Appalti truccati in cambio di voti ai domiciliari il sindaco Minervini

Misure cautelari per ventuno indagati. Coinvolti funzionari comunali, imprenditori e un ex ufficiale della Guardia di Finanza. Le opposizioni chiedono le dimissioni immediate e parlano di “baratro etico”

Il sindaco di Molfetta, Tommaso Minervini, è stato posto agli arresti domiciliari nell’ambito di un’inchiesta della Guardia di Finanza coordinata dalla Procura della Repubblica di Trani su presunte irregolarità nelle gare d’appalto per opere pubbliche strategiche. Con lui è finita ai domiciliari anche Lidia De Leonardis, dirigente comunale del settore Socialità, mentre altre cinque persone tra funzionari e imprenditori sono state colpite da misure interdittive. Secondo l’accusa, gli indagati avrebbero messo in piedi un sistema di favori e pressioni volto ad aggiudicare appalti in cambio di sostegno elettorale.

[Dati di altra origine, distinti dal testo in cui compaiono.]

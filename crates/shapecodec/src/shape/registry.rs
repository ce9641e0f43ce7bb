// SPDX-License-Identifier: Apache-2.0 OR MIT
// Copyright (c) 2025-2026 naskel.com

//! Registry of object shapes, keyed by type name.

use super::object::ObjectShape;
use super::type_shape::TypeShape;
use crate::error::ShapeError;
use serde::{Deserialize, Serialize};
use std::collections::{HashMap, HashSet};
use std::path::Path;
use std::sync::Arc;

const MAX_BASE_DEPTH: usize = 256;

/// On-disk schema: a list of object shapes.
///
/// ```toml
/// [[types]]
/// name = "Person"
///
/// [[types.members]]
/// name = "name"
/// shape = { kind = "primitive", primitive = "string" }
/// ```
#[derive(Debug, Default, Serialize, Deserialize)]
pub struct SchemaFile {
    #[serde(default)]
    pub types: Vec<ObjectShape>,
}

#[derive(Debug, Default, Clone)]
pub struct ShapeRegistry {
    types: HashMap<String, Arc<ObjectShape>>,
    order: Vec<String>,
}

impl ShapeRegistry {
    pub fn new() -> Self {
        Self::default()
    }

    pub fn register(&mut self, shape: ObjectShape) -> Result<(), ShapeError> {
        shape.validate()?;
        if self.types.contains_key(&shape.name) {
            return Err(ShapeError::Duplicate(shape.name));
        }
        log::debug!("[ShapeRegistry::register] {}", shape.name);
        self.order.push(shape.name.clone());
        self.types.insert(shape.name.clone(), Arc::new(shape));
        Ok(())
    }

    pub fn get(&self, name: &str) -> Option<&Arc<ObjectShape>> {
        self.types.get(name)
    }

    pub fn contains(&self, name: &str) -> bool {
        self.types.contains_key(name)
    }

    pub fn len(&self) -> usize {
        self.types.len()
    }

    pub fn is_empty(&self) -> bool {
        self.types.is_empty()
    }

    /// Registered shapes in registration order.
    pub fn iter(&self) -> impl Iterator<Item = &Arc<ObjectShape>> {
        self.order.iter().filter_map(|name| self.types.get(name))
    }

    /// Whether `name` inherits from `ancestor`, directly or through other bases.
    pub fn derives_from(&self, name: &str, ancestor: &str) -> bool {
        let mut current = self.get(name);
        for _ in 0..MAX_BASE_DEPTH {
            let Some(base) = current.and_then(|o| o.base.as_ref()) else {
                return false;
            };
            if base.base_name() == ancestor {
                return true;
            }
            current = base.named_ref().and_then(|(base_name, _)| self.get(base_name));
        }
        false
    }

    /// Registered types deriving from `ancestor`, in registration order.
    pub fn subtypes_of(&self, ancestor: &str) -> Vec<String> {
        self.iter()
            .filter(|o| self.derives_from(&o.name, ancestor))
            .map(|o| o.name.clone())
            .collect()
    }

    /// Resolve a named occurrence to its object shape, instantiating generics.
    pub fn resolve(&self, shape: &TypeShape) -> Result<Arc<ObjectShape>, ShapeError> {
        let Some((name, args)) = shape.named_ref() else {
            return Err(ShapeError::Invalid {
                shape: shape.type_name(),
                reason: "not an object type".into(),
            });
        };
        let object = self
            .types
            .get(name)
            .ok_or_else(|| ShapeError::UnknownType(name.to_string()))?;
        if args.len() != object.type_params.len() {
            return Err(ShapeError::ArityMismatch {
                name: name.to_string(),
                expected: object.type_params.len(),
                got: args.len(),
            });
        }
        if args.is_empty() {
            return Ok(Arc::clone(object));
        }
        Ok(Arc::new(Self::instantiate(object, shape)))
    }

    /// Substitute type arguments into a generic definition.
    ///
    /// The instance is named after the occurrence (`Box<i32>`) and has no
    /// remaining type parameters.
    fn instantiate(definition: &ObjectShape, occurrence: &TypeShape) -> ObjectShape {
        let args = occurrence.named_ref().map(|(_, a)| a).unwrap_or_default();
        let bindings: Vec<(String, TypeShape)> = definition
            .type_params
            .iter()
            .cloned()
            .zip(args.iter().cloned())
            .collect();

        let mut instance = definition.clone();
        instance.name = occurrence.base_name();
        instance.type_params.clear();
        instance.base = definition.base.as_ref().map(|b| b.substitute(&bindings));
        for member in &mut instance.members {
            member.shape = member.shape.substitute(&bindings);
        }
        instance
    }

    /// Named occurrences an object's codec may need to reach.
    pub fn references(object: &ObjectShape) -> Vec<TypeShape> {
        let mut out = Vec::new();
        let mut push_named = |shape: &TypeShape| {
            shape.for_each_named(&mut |named: &TypeShape| out.push(named.non_null()));
        };
        if let Some(base) = &object.base {
            push_named(base);
        }
        for member in &object.members {
            push_named(&member.shape);
            if let Some(conv) = &member.attrs.convert {
                conv.targets.iter().for_each(&mut push_named);
            }
            if let Some(dynamic) = &member.attrs.dynamic {
                for candidate in &dynamic.candidates {
                    push_named(&TypeShape::named(candidate));
                }
            }
        }
        if let Some(dynamic) = &object.dynamic {
            for candidate in &dynamic.candidates {
                push_named(&TypeShape::named(candidate));
            }
        }
        out
    }

    /// Whether a named type can reach itself through its members.
    pub fn is_recursive(&self, shape: &TypeShape) -> bool {
        let target = shape.base_name();
        let Ok(root) = self.resolve(&shape.non_null()) else {
            return false;
        };
        let mut visited = HashSet::new();
        let mut pending = Self::references(&root);
        while let Some(next) = pending.pop() {
            let name = next.base_name();
            if name == target {
                return true;
            }
            if !visited.insert(name) {
                continue;
            }
            if let Ok(object) = self.resolve(&next) {
                pending.extend(Self::references(&object));
            }
        }
        false
    }

    pub fn from_schema(schema: SchemaFile) -> Result<Self, ShapeError> {
        let mut registry = Self::new();
        for shape in schema.types {
            registry.register(shape)?;
        }
        Ok(registry)
    }

    pub fn from_toml_str(text: &str) -> Result<Self, ShapeError> {
        let schema: SchemaFile =
            toml::from_str(text).map_err(|e| ShapeError::Parse(e.to_string()))?;
        Self::from_schema(schema)
    }

    pub fn from_json_str(text: &str) -> Result<Self, ShapeError> {
        let schema: SchemaFile =
            serde_json::from_str(text).map_err(|e| ShapeError::Parse(e.to_string()))?;
        Self::from_schema(schema)
    }

    /// Load a `.toml` or `.json` schema file (chosen by extension).
    pub fn from_file(path: &Path) -> Result<Self, ShapeError> {
        let text = std::fs::read_to_string(path)
            .map_err(|e| ShapeError::Parse(format!("{}: {}", path.display(), e)))?;
        match path.extension().and_then(|e| e.to_str()) {
            Some("json") => Self::from_json_str(&text),
            _ => Self::from_toml_str(&text),
        }
    }

    pub fn to_schema(&self) -> SchemaFile {
        SchemaFile {
            types: self.iter().map(|s| ObjectShape::clone(s)).collect(),
        }
    }
}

Fulcro dell’inchiesta è il nuovo porto commerciale della città, per il quale – secondo l’accusa – Minervini avrebbe garantito la gestione trentennale a un importante imprenditore portuale, Vito Leonardo Totorizzo, in cambio della candidatura del figlio in una delle liste civiche a suo sostegno. Gli investigatori parlano di 21 capi di imputazione complessivi che vanno dalla corruzione alla turbativa d’asta, dal peculato alla frode in pubbliche forniture, fino alla rivelazione di segreto d’ufficio.

Le reazioni non si sono fatte attendere. Duro l’affondo del centrosinistra, che in modo unanime chiede le dimissioni immediate del primo cittadino e dell’intera amministrazione comunale, denunciando una paralisi della macchina amministrativa e un «crollo dell’etica pubblica». L’ex sindaca Paola Natalicchio parla di «alto tradimento», mentre il Partito Democratico definisce «ingovernabile» l’attuale situazione a Palazzo di Città. Netta anche la posizione di Rifondazione Comunista e Sinistra Italiana, che invocano una «nuova stagione di legalità e trasparenza» per Molfetta.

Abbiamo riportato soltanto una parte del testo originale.